§ Brief: From the first line onward, reproduce the records exactly; the final line to include is the one holding "available for calling".

-------- Given records

//! LLM provider implementations with streaming support
//!
//! A unified interface over the hosted chat-completion APIs used by the
//! agents: OpenAI and Google Gemini.

mod gemini;
mod openai;
mod stream;

pub use gemini::GeminiProvider;
pub use openai::OpenAiProvider;
pub use stream::*;

use serde::{Deserialize, Serialize};
use std::collections::HashMap;
use std::sync::Arc;

use crate::agents::domain::{Message, ToolDefinition};
use crate::agents::error::{LlmError, LlmResult};

/// Trait for LLM providers
///
/// Providers are streaming-only; callers that need a single response
/// collect the stream via [`LlmStream::collect`].
pub trait LlmProvider: Send + Sync {
    /// Get the provider name
    fn name(&self) -> &str;

    /// Get the default model
    fn model(&self) -> &str;

    /// Complete a request with streaming
    fn complete_stream(&self, request: CompletionRequest) -> LlmStream;
}

/// Request for LLM completion
#[derive(Debug, Clone, Serialize, Deserialize, Default)]
pub struct CompletionRequest {
    /// Messages in the conversation
    pub messages: Vec<Message>,
    /// Model to use (overrides provider default)
    #[serde(skip_serializing_if = "Option::is_none")]
    pub model: Option<String>,
    /// Temperature for sampling
    #[serde(skip_serializing_if = "Option::is_none")]
    pub temperature: Option<f32>,
    /// Maximum tokens to generate
    #[serde(skip_serializing_if = "Option::is_none")]
    pub max_tokens: Option<u32>,
    /// Tools available for calling
    #[serde(skip_serializing_if = "Option::is_none")]
    pub tools: Option<Vec<ToolDefinition>>,
}

/// Response from LLM completion
#[derive(Debug, Clone, Serialize, Deserialize)]
pub struct CompletionResponse {
    /// Generated message
    pub message: Message,
    /// Reason the completion stopped
    pub finish_reason: FinishReason,
}

/// Reason completion stopped
#[derive(Debug, Clone, Copy, PartialEq, Eq, Serialize, Deserialize)]
#[serde(rename_all = "snake_case")]
pub enum FinishReason {
    /// Natural stop
    Stop,
    /// Hit max tokens
    Length,
    /// Tool call requested
    ToolCalls,
    /// Content filtered
    ContentFilter,
}

/// Registry of configured providers, keyed by name
#[derive(Default)]
pub struct ProviderRegistry {
    providers: HashMap<String, Arc<dyn LlmProvider>>,
}

impl ProviderRegistry {
    /// Register a provider under a name
    pub fn register(&mut self, name: impl Into<String>, provider: Arc<dyn LlmProvider>) {
        self.providers.insert(name.into(), provider);
    }

    /// Look up a provider by name
    pub fn get(&self, name: &str) -> LlmResult<Arc<dyn LlmProvider>> {
        self.providers
            .get(name)
            .cloned()
            .ok_or_else(|| LlmError::ProviderNotFound(name.to_string()))
    }

    /// Names of all registered providers
    pub fn names(&self) -> Vec<&str> {
        self.providers.keys().map(String::as_str).collect()
    }
}
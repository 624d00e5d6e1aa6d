//! Session storage for conversation history
//!
//! Pipelines read and write history through the `SessionStore` trait so the
//! backend can be swapped without touching orchestration code. The default
//! backend keeps everything in process memory and is lost on restart.

mod in_memory;

pub use in_memory::InMemoryStore;

use async_trait::async_trait;
use std::sync::Arc;

use crate::agents::domain::{ConversationMessage, SessionState};
use crate::agents::error::AgentResult;
use crate::config::MemorySettings;

/// Trait for session storage backends
#[async_trait]
pub trait SessionStore: Send + Sync {
    /// Load a session by ID
    async fn get(&self, session_id: &str) -> AgentResult<Option<SessionState>>;

    /// Get an existing session or create an empty one
    ///
    /// Idempotent: calling twice with the same ID returns the same session.
    async fn create_if_absent(&self, session_id: &str) -> AgentResult<SessionState>;

    /// Append a message to an existing session
    ///
    /// Fails with `SessionNotFound` if the session has not been created.
    async fn append(&self, session_id: &str, message: ConversationMessage) -> AgentResult<()>;

    /// Render a session's history as `"role: content"` lines
    ///
    /// An unknown or empty session renders as an empty string.
    async fn render_context(&self, session_id: &str) -> AgentResult<String>;

    /// Remove one session
    async fn clear(&self, session_id: &str) -> AgentResult<()>;

    /// Remove every session
    async fn clear_all(&self) -> AgentResult<()>;
}

/// Create a session store from configuration
pub fn create_store(config: &MemorySettings) -> Arc<dyn SessionStore> {
    Arc::new(InMemoryStore::new(config.max_messages))
}
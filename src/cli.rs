use clap::Parser;
use std::path::PathBuf;

/// ForexAI Trading Agent server
#[derive(Parser, Debug, Clone)]
#[command(name = "forexai", version, about, long_about = None)]
pub struct Cli {
    /// Path to the configuration file
    #[arg(short, long, env = "FOREXAI_CONFIG", default_value = "forexai.toml")]
    pub config: PathBuf,

    /// Server host address
    #[arg(long, env = "FOREXAI_HOST")]
    pub host: Option<String>,

    /// Server port
    #[arg(long, env = "FOREXAI_PORT")]
    pub port: Option<u16>,

    /// Postgres URL for plan persistence
    #[arg(long, env = "DATABASE_URL")]
    pub database_url: Option<String>,
}
//! Error types for the agent system

use thiserror::Error;

/// Errors that can occur during agent operations
#[derive(Debug, Error)]
pub enum AgentError {
    /// Agent not found
    #[error("Agent not found: {0}")]
    NotFound(String),

    /// Session not found
    #[error("Session not found: {0}")]
    SessionNotFound(String),

    /// LLM provider error
    #[error("LLM error: {0}")]
    Llm(#[from] LlmError),

    /// Tool server unreachable; aborts the invocation
    #[error("Tool connection error: {0}")]
    ToolConnection(String),

    /// Execution error
    #[error("Execution error: {0}")]
    Execution(String),

    /// Serialization error
    #[error("Serialization error: {0}")]
    Serialization(String),
}

/// Errors specific to LLM provider operations
#[derive(Debug, Error)]
pub enum LlmError {
    /// Provider not found
    #[error("LLM provider not found: {0}")]
    ProviderNotFound(String),

    /// API error
    #[error("API error: {status} - {message}")]
    Api { status: u16, message: String },

    /// Authentication error
    #[error("Authentication error: {0}")]
    Authentication(String),

    /// Network error
    #[error("Network error: {0}")]
    Network(String),

    /// Streaming error
    #[error("Streaming error: {0}")]
    Streaming(String),

    /// Timeout
    #[error("Request timed out")]
    Timeout,
}

impl From<reqwest::Error> for LlmError {
    fn from(err: reqwest::Error) -> Self {
        if err.is_timeout() {
            LlmError::Timeout
        } else if err.is_connect() {
            LlmError::Network(format!("Connection error: {}", err))
        } else {
            LlmError::Network(err.to_string())
        }
    }
}

impl From<serde_json::Error> for AgentError {
    fn from(err: serde_json::Error) -> Self {
        AgentError::Serialization(err.to_string())
    }
}

/// Result type alias for agent operations
pub type AgentResult<T> = Result<T, AgentError>;

/// Result type alias for LLM operations
pub type LlmResult<T> = Result<T, LlmError>;
//! In-memory session store

use async_trait::async_trait;
use std::collections::HashMap;
use std::sync::Arc;
use tokio::sync::RwLock;

use super::SessionStore;
use crate::agents::domain::{epoch_millis, ConversationMessage, SessionState};
use crate::agents::error::{AgentError, AgentResult};

/// In-memory session store
///
/// Each session keeps at most `max_messages_per_session` entries; appending
/// beyond the bound evicts the oldest message first.
pub struct InMemoryStore {
    sessions: Arc<RwLock<HashMap<String, SessionState>>>,
    max_messages_per_session: usize,
}

impl InMemoryStore {
    /// Create a new in-memory store
    pub fn new(max_messages_per_session: usize) -> Self {
        Self {
            sessions: Arc::new(RwLock::new(HashMap::new())),
            max_messages_per_session,
        }
    }
}

#[async_trait]
impl SessionStore for InMemoryStore {
    async fn get(&self, session_id: &str) -> AgentResult<Option<SessionState>> {
        let sessions = self.sessions.read().await;
        Ok(sessions.get(session_id).cloned())
    }

    async fn create_if_absent(&self, session_id: &str) -> AgentResult<SessionState> {
        let mut sessions = self.sessions.write().await;
        let session = sessions
            .entry(session_id.to_string())
            .or_insert_with(|| SessionState::new(session_id.to_string()));
        Ok(session.clone())
    }

    async fn append(&self, session_id: &str, message: ConversationMessage) -> AgentResult<()> {
        let mut sessions = self.sessions.write().await;

        let Some(session) = sessions.get_mut(session_id) else {
            return Err(AgentError::SessionNotFound(session_id.to_string()));
        };

        session.messages.push(message);
        session.updated_at = epoch_millis();

        if session.messages.len() > self.max_messages_per_session {
            let remove_count = session.messages.len() - self.max_messages_per_session;
            session.messages.drain(0..remove_count);
        }

        Ok(())
    }

    async fn render_context(&self, session_id: &str) -> AgentResult<String> {
        let sessions = self.sessions.read().await;
        Ok(sessions
            .get(session_id)
            .map(SessionState::render_context)
            .unwrap_or_default())
    }

    async fn clear(&self, session_id: &str) -> AgentResult<()> {
        let mut sessions = self.sessions.write().await;
        sessions.remove(session_id);
        Ok(())
    }

    async fn clear_all(&self) -> AgentResult<()> {
        let mut sessions = self.sessions.write().await;
        sessions.clear();
        Ok(())
    }
}

#[cfg(test)]
mod tests {
    use super::*;
    use crate::agents::domain::Role;

    #[tokio::test]
    async fn create_if_absent_is_idempotent() {
        let store = InMemoryStore::new(50);
        let first = store.create_if_absent("s1").await.unwrap();
        store
            .append("s1", ConversationMessage::new(Role::User, "hi"))
            .await
            .unwrap();
        let second = store.create_if_absent("s1").await.unwrap();
        assert_eq!(first.session_id, second.session_id);
        assert_eq!(second.message_count(), 1);
    }

    #[tokio::test]
    async fn append_to_missing_session_fails() {
        let store = InMemoryStore::new(50);
        let err = store
            .append("nope", ConversationMessage::new(Role::User, "hi"))
            .await
            .unwrap_err();
        assert!(matches!(err, AgentError::SessionNotFound(_)));
    }

    #[tokio::test]
    async fn evicts_oldest_beyond_bound() {
        let store = InMemoryStore::new(3);
        store.create_if_absent("s1").await.unwrap();
        for i in 0..5 {
            store
                .append("s1", ConversationMessage::new(Role::User, format!("m{}", i)))
                .await
                .unwrap();
        }
        let session = store.get("s1").await.unwrap().unwrap();
        assert_eq!(session.message_count(), 3);
        assert_eq!(session.messages[0].content, "m2");
        assert_eq!(session.messages[2].content, "m4");
    }

    #[tokio::test]
    async fn render_context_preserves_order_and_roles() {
        let store = InMemoryStore::new(50);
        store.create_if_absent("s1").await.unwrap();
        store
            .append("s1", ConversationMessage::new(Role::User, "what is EURUSD"))
            .await
            .unwrap();
        store
            .append("s1", ConversationMessage::new(Role::Assistant, "a pair"))
            .await
            .unwrap();
        let rendered = store.render_context("s1").await.unwrap();
        assert_eq!(rendered, "user: what is EURUSD\nassistant: a pair");
    }

    #[tokio::test]
    async fn render_context_for_unknown_session_is_empty() {
        let store = InMemoryStore::new(50);
        assert_eq!(store.render_context("ghost").await.unwrap(), "");
    }

    #[tokio::test]
    async fn sessions_are_isolated() {
        let store = InMemoryStore::new(50);
        store.create_if_absent("a").await.unwrap();
        store.create_if_absent("b").await.unwrap();
        store
            .append("a", ConversationMessage::new(Role::User, "only in a"))
            .await
            .unwrap();
        assert_eq!(store.get("b").await.unwrap().unwrap().message_count(), 0);
        store.clear("a").await.unwrap();
        assert!(store.get("a").await.unwrap().is_none());
        assert!(store.get("b").await.unwrap().is_some());
    }
}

----------------

§ Written reply:
//! LLM provider implementations with streaming support
//!
//! A unified interface over the hosted chat-completion APIs used by the
//! agents: OpenAI and Google Gemini.

mod gemini;
mod openai;
mod stream;

pub use gemini::GeminiProvider;
pub use openai::OpenAiProvider;
pub use stream::*;

use serde::{Deserialize, Serialize};
use std::collections::HashMap;
use std::sync::Arc;

use crate::agents::domain::{Message, ToolDefinition};
use crate::agents::error::{LlmError, LlmResult};

/// Trait for LLM providers
///
/// Providers are streaming-only; callers that need a single response
/// collect the stream via [`LlmStream::collect`].
pub trait LlmProvider: Send + Sync {
    /// Get the provider name
    fn name(&self) -> &str;

    /// Get the default model
    fn model(&self) -> &str;

    /// Complete a request with streaming
    fn complete_stream(&self, request: CompletionRequest) -> LlmStream;
}

/// Request for LLM completion
#[derive(Debug, Clone, Serialize, Deserialize, Default)]
pub struct CompletionRequest {
    /// Messages in the conversation
    pub messages: Vec<Message>,
    /// Model to use (overrides provider default)
    #[serde(skip_serializing_if = "Option::is_none")]
    pub model: Option<String>,
    /// Temperature for sampling
    #[serde(skip_serializing_if = "Option::is_none")]
    pub temperature: Option<f32>,
    /// Maximum tokens to generate
    #[serde(skip_serializing_if = "Option::is_none")]
    pub max_tokens: Option<u32>,
    /// Tools available for calling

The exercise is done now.